99% of Green Sea Turtles Are Turning Female - Here Is Why


  • News and Events
  • Scuba Skills
  • Health and Safety
  • Dive Gear
  • Marine Life
  • Travel
  • Freediving
  • Snorkeling
  • Stories
Green Sea Turtles

Green sea turtles do not develop into males or females due to sex chromosomes, like humans and most other mammals do. Instead, they have temperature-dependant sex determination, which essentially means that the temperature outside a turtle egg influences the sex of the growing embryo. It is this unusual biological quirk, scientists say, may endanger the future of these creatures in a warmer world.

A new study, published in the journal Current Biology, reveals that the rising temperatures have lead to almost complete feminization of green sea turtles in the northern populations of a major nesting area called Raine Island. Normally, at what biologists call the pivot temperature, turtles hatch as a mixture of males and females. For green sea turtles, this temperature is 29.3 degrees Celsius (85 Fahrenheit). A few degrees below 29.3 C, and all the sea turtles are born male. Heat up the eggs, and only females are born. According to the above-mentioned research, out of a population of about 200,000 turtles, more than 99 percent of young turtles and 87 percent of mature turtles are female. This means that for every juvenile male, there are 116 female turtles. Southern populations of turtles in Australia, which live on cooler beaches, show much lower impact. There, researchers found the ratio was about 65 to 69 percent female turtles.

In order to gather this data, the scientists had to come up with the new method of determining the sex of the animals. Because, the sex of the turtles cannot be determined with the help of their external features, the researchers decided to use genetic markers and a mixed-stock analysis, combined with sex determination through laparoscopy and endocrinology. To achieve this they had to collect the turtles, take their plasma samples and then release the animals back into the wild.

The scientists have also examined sea and air temperatures recorded in historical data to discern the sand temperatures. Their analysis suggests that sand temperatures have been climbing since the 1960s.

So what does this mean for the turtle population at large?

The authors of the research think that such an uneven sex ratio is something of a time bomb for these turtles. Thanks to the fact that male sea turtles often mate with more than one female, and males typically mate more frequently, the doom will not come for these animals tomorrow. A slight female bias may even briefly benefit the overall turtle population.

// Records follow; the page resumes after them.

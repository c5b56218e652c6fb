//! Builds a standalone, in-process fabric for the CLI to operate against.
//!
//! The broker is an in-memory primitive (spec.md §4.1 "no external dependency"): there is no
//! shared daemon process a CLI could attach to over the network. Each invocation therefore seeds
//! its own [`MemoryBroker`], registers a small fleet of demo workers, and enqueues a handful of
//! representative tasks, so `status`/`report`/`balance`/`recommend` have real state to act on
//! within the lifetime of one command.
use std::sync::Arc;

use fabric_broker::BrokerClient;
use fabric_broker::MemoryBroker;
use fabric_context::Context;
use fabric_dispatch::Balancer;
use fabric_dispatch::BalancerConfig;
use fabric_queue::Payload;
use fabric_queue::QueueConfig;
use fabric_queue::QueueManager;
use fabric_queue::Task;
use fabric_registry::HeartbeatConfig;
use fabric_registry::Registry;
use fabric_registry::ResourceUsage;
use fabric_registry::Worker;

use crate::error::Result;

pub struct Fabric {
    pub broker: Arc<dyn BrokerClient>,
    pub registry: Arc<Registry>,
    pub queue_manager: Arc<QueueManager<String>>,
    pub balancer: Balancer,
}

async fn register(registry: &Registry, ctx: &Context, worker: Worker) -> Result<()> {
    registry.register(ctx, worker).await?;
    Ok(())
}

/// Seed a small demo fleet: a lightly loaded `coding` worker, a busy `testing` worker, and an
/// idle `security` worker in a second zone, so balance/status/report all have something to show.
pub async fn demo(ctx: &Context) -> Result<Fabric> {
    let broker: Arc<dyn BrokerClient> = Arc::new(MemoryBroker::new());
    let registry = Arc::new(Registry::new(broker.clone(), HeartbeatConfig::default()));
    let queue_manager = Arc::new(QueueManager::new(broker.clone(), QueueConfig::default()));

    let coder = Worker::new("worker-coder-1", "openai", "gpt-4", 4, "us-east").with_capability("coding");
    register(&registry, ctx, coder).await?;

    let mut tester = Worker::new("worker-tester-1", "openai", "gpt-4", 4, "us-east").with_capability("testing");
    tester.resource_usage = ResourceUsage {
        cpu: 0.85,
        memory: 0.7,
        connections: 8,
        max_connections: 10,
        response_time_ms: 900.0,
        error_rate: 0.05,
    };
    register(&registry, ctx, tester).await?;

    let security = Worker::new("worker-security-1", "anthropic", "claude", 2, "eu-west").with_capability("security");
    register(&registry, ctx, security).await?;

    queue_manager
        .enqueue(ctx, &"worker-coder-1".to_string(), Task::new("worker-coder-1", payload("fix bug in login handler")))
        .await?;
    queue_manager
        .enqueue(ctx, &"worker-tester-1".to_string(), Task::new("worker-tester-1", payload("write unit tests for the parser")))
        .await?;
    queue_manager
        .enqueue(ctx, &"worker-tester-1".to_string(), Task::new("worker-tester-1", payload("add regression coverage")))
        .await?;

    let balancer = Balancer::new(registry.clone(), queue_manager.clone(), BalancerConfig::default());
    Ok(Fabric { broker, registry, queue_manager, balancer })
}

fn payload(request: &str) -> Payload {
    Payload {
        request: request.to_string(),
        file: None,
        priority: Default::default(),
        capabilities: Default::default(),
        preferred_zone: None,
    }
}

The researchers fear, however, that because the ratio is so extreme, in a matter of 20 years there may not be enough males to sustain the population.

Some other scientists are more optimistic. They argue that marine turtles have been around for 100 million years and temperatures have risen and fallen during that time. Plus, after decades of decline from hunting, poaching, pollution, disease, development, habitat loss, and bycatch in commercial fishing, many populations around the world recently have shown signs of improvement.

The real questions that remain unanswered though are whether the change is happening too fast for the animals to adapt, and how much of it is going to be too much for them?

Unfortunately, determining when the number of males may drop too low is difficult. The answer can change by species and location. In addition, the very thing that determines sex - temperature - can itself be impacted by local factors.

In the case of Raine Island area, the Australian government, through the Raine Island Recovery Project, is working on different management strategies, including shading the beaches or pouring water on the sand to cool the nesting areas.

To learn more, watch the video below by National Geographic.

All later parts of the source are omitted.